§ **Assignment**: Figure out the number of lines in the entries that hold the string "hash", then give that number and nothing else.

§ **Data for processing**:
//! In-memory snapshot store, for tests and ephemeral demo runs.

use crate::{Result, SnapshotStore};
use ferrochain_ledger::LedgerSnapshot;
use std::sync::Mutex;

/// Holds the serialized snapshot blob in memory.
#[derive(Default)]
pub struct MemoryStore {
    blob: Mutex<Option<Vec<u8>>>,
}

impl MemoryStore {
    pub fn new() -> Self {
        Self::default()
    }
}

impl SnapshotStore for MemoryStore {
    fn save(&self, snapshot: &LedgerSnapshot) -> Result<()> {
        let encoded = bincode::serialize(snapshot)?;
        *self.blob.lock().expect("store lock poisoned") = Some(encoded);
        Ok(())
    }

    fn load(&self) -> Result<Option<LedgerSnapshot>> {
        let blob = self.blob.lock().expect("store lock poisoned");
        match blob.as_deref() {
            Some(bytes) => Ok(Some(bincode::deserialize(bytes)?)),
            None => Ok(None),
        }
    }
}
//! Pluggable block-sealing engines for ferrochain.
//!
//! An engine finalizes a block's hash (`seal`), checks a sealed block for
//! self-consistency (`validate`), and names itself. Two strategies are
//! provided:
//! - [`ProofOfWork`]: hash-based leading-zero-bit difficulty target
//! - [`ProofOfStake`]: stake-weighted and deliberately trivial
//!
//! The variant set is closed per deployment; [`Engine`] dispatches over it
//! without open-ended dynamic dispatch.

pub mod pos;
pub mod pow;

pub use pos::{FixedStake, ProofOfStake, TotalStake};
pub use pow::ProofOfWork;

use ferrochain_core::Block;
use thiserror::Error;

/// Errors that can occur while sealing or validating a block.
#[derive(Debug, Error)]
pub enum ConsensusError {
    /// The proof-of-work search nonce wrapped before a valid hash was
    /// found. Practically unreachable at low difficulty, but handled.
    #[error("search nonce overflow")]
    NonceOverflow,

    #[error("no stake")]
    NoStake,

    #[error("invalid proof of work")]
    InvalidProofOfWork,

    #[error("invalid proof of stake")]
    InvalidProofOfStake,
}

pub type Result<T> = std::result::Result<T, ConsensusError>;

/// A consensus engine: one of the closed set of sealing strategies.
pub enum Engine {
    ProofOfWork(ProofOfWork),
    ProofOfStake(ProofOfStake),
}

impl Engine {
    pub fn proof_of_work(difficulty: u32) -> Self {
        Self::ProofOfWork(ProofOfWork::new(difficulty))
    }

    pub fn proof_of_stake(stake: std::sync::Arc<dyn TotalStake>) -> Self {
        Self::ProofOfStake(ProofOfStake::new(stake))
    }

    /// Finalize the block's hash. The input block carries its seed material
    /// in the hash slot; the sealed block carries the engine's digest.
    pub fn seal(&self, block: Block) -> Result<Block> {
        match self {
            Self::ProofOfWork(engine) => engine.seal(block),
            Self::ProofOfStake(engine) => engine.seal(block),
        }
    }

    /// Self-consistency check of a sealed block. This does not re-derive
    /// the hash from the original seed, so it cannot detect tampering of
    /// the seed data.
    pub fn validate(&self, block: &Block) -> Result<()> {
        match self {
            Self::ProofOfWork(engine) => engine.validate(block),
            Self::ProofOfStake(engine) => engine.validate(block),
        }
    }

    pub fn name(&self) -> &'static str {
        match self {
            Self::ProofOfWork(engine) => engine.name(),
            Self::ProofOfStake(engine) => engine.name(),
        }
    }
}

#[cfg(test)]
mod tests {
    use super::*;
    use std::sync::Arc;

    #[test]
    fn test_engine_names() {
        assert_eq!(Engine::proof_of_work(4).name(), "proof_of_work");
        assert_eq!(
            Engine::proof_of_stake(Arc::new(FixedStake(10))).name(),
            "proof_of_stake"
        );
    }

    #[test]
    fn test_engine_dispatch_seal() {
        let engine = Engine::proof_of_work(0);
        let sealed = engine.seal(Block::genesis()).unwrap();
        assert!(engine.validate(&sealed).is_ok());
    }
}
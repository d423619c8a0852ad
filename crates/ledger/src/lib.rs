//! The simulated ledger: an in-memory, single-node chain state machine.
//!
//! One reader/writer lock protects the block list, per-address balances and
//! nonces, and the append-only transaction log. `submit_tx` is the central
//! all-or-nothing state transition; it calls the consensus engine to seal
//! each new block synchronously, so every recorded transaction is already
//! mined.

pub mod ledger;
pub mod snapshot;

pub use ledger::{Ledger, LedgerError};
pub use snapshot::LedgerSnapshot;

§ **Result of the exercise**: 6